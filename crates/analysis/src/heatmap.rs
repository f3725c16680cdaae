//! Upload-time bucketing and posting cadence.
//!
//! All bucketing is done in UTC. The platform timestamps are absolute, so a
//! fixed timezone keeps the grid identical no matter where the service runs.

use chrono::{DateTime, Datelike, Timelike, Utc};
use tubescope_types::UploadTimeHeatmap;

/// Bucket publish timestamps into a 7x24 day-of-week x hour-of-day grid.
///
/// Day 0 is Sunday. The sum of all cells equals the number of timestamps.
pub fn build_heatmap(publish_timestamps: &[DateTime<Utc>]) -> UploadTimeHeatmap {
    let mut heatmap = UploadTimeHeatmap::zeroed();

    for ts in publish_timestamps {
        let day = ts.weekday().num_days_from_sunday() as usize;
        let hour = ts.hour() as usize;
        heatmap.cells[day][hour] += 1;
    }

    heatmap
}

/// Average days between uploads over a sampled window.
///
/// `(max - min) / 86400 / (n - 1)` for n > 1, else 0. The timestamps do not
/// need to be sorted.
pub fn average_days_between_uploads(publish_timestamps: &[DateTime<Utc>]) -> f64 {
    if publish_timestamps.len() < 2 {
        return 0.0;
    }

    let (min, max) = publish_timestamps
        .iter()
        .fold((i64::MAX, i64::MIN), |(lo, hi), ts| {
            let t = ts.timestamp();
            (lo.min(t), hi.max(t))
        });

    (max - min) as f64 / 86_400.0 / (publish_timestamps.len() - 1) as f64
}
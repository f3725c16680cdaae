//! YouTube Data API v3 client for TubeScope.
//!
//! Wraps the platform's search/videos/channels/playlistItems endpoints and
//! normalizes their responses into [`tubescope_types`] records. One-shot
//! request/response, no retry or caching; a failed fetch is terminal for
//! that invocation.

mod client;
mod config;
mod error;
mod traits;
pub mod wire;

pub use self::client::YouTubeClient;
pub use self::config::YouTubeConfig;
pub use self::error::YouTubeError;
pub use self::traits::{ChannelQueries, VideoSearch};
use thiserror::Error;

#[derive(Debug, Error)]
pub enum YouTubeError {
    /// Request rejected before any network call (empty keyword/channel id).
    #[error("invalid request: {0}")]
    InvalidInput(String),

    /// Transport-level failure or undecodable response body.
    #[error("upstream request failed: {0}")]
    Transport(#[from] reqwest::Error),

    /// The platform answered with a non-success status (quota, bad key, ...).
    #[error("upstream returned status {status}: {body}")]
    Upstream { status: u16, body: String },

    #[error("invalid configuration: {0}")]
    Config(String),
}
----
Task details:
Type out the material above once more, exactly.

Expected answer:
filename crates/analysis/src/heatmap.rs
repository f3725c16680cdaae
//! Upload-time bucketing and posting cadence.
//!
//! All bucketing is done in UTC. The platform timestamps are absolute, so a
//! fixed timezone keeps the grid identical no matter where the service runs.

use chrono::{DateTime, Datelike, Timelike, Utc};
use tubescope_types::UploadTimeHeatmap;

/// Bucket publish timestamps into a 7x24 day-of-week x hour-of-day grid.
///
/// Day 0 is Sunday. The sum of all cells equals the number of timestamps.
pub fn build_heatmap(publish_timestamps: &[DateTime<Utc>]) -> UploadTimeHeatmap {
    let mut heatmap = UploadTimeHeatmap::zeroed();

    for ts in publish_timestamps {
        let day = ts.weekday().num_days_from_sunday() as usize;
        let hour = ts.hour() as usize;
        heatmap.cells[day][hour] += 1;
    }

    heatmap
}

/// Average days between uploads over a sampled window.
///
/// `(max - min) / 86400 / (n - 1)` for n > 1, else 0. The timestamps do not
/// need to be sorted.
pub fn average_days_between_uploads(publish_timestamps: &[DateTime<Utc>]) -> f64 {
    if publish_timestamps.len() < 2 {
        return 0.0;
    }

    let (min, max) = publish_timestamps
        .iter()
        .fold((i64::MAX, i64::MIN), |(lo, hi), ts| {
            let t = ts.timestamp();
            (lo.min(t), hi.max(t))
        });

    (max - min) as f64 / 86_400.0 / (publish_timestamps.len() - 1) as f64
}
repository f3725c16680cdaae
//! YouTube Data API v3 client for TubeScope.
//!
//! Wraps the platform's search/videos/channels/playlistItems endpoints and
//! normalizes their responses into [`tubescope_types`] records. One-shot
//! request/response, no retry or caching; a failed fetch is terminal for
//! that invocation.

mod client;
mod config;
mod error;
mod traits;
pub mod wire;

pub use self::client::YouTubeClient;
pub use self::config::YouTubeConfig;
pub use self::error::YouTubeError;
pub use self::traits::{ChannelQueries, VideoSearch};
use thiserror::Error;

#[derive(Debug, Error)]
pub enum YouTubeError {
    /// Request rejected before any network call (empty keyword/channel id).
    #[error("invalid request: {0}")]
    InvalidInput(String),

    /// Transport-level failure or undecodable response body.
    #[error("upstream request failed: {0}")]
    Transport(#[from] reqwest::Error),

    /// The platform answered with a non-success status (quota, bad key, ...).
    #[error("upstream returned status {status}: {body}")]
    Upstream { status: u16, body: String },

    #[error("invalid configuration: {0}")]
    Config(String),
}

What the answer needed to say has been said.